Storage engine for a datmart

I’m currently designing a data mart using MySQL. My updates and inserts will occur rarely (at most hourly) and they will always be made in bulk by first loading the data into temporary tables and then merging it with the destination table. The selects will be far more numerous, coming from a set of tightly defined end-user reporting queries. Right now I’m using MyISAM, mostly because I don’t need the transaction support of InnoDB, and I’m hoping to gain a performance advantage when loading data.

I’ve read some things that suggest that as the tables and indexes grow large, InnoDB may perform better at index caching and table joins than MyISAM. Anyone out there have any experience using either MyISAM or InnoDB for a data mart or data warehouse?

Data warehousing is a storage heavy practice. InnoDB consumes substantially more storage per than MyISAM for the same data.

The reason InnoDB can perform faster in some cases is due to the adaptive hash indexes, which creates a hash index smartly depending on the frequency of data hits.

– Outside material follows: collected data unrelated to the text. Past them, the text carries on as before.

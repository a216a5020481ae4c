//! Lowercase hex helpers (no external hex crate dependency).

use crate::error::CryptoError;

/// Render bytes as lowercase hex.
pub fn encode(bytes: &[u8]) -> String {
    bytes.iter().map(|b| format!("{b:02x}")).collect()
}

/// First four bytes as hex, for `Debug` output.
pub fn prefix(bytes: &[u8]) -> String {
    encode(&bytes[..bytes.len().min(4)])
}

/// Decode an even-length hex string.
pub fn decode(hex: &str) -> Result<Vec<u8>, CryptoError> {
    let hex = hex.trim();
    if hex.len() % 2 != 0 {
        return Err(CryptoError::Encoding(
            "hex string must have even length".to_string(),
        ));
    }
    (0..hex.len())
        .step_by(2)
        .map(|i| {
            hex.get(i..i + 2)
                .and_then(|pair| u8::from_str_radix(pair, 16).ok())
                .ok_or_else(|| CryptoError::Encoding(format!("invalid hex at position {i}")))
        })
        .collect()
}

/// Decode exactly 32 bytes from a 64-char hex string.
pub fn decode_32(hex: &str) -> Result<[u8; 32], CryptoError> {
    let bytes = decode(hex)?;
    if bytes.len() != 32 {
        return Err(CryptoError::Encoding(format!(
            "expected 64 hex chars, got {}",
            hex.trim().len()
        )));
    }
    let mut out = [0u8; 32];
    out.copy_from_slice(&bytes);
    Ok(out)
}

Unless you can store a good percentage of your data in RAM I doubt it will be much benefit. Not to forget that InnoDB not only caches index data in its buffer, but also normal row data.

One of the main advantages InnoDB has over MyISAM is clustered indexes, which is often underestimated as there is often (usually?) one prime access path for reports, such as dates.

Plus, with sensible table optimization, the size advantage of MyISAM over InnoDB is often more like 60% to 100%.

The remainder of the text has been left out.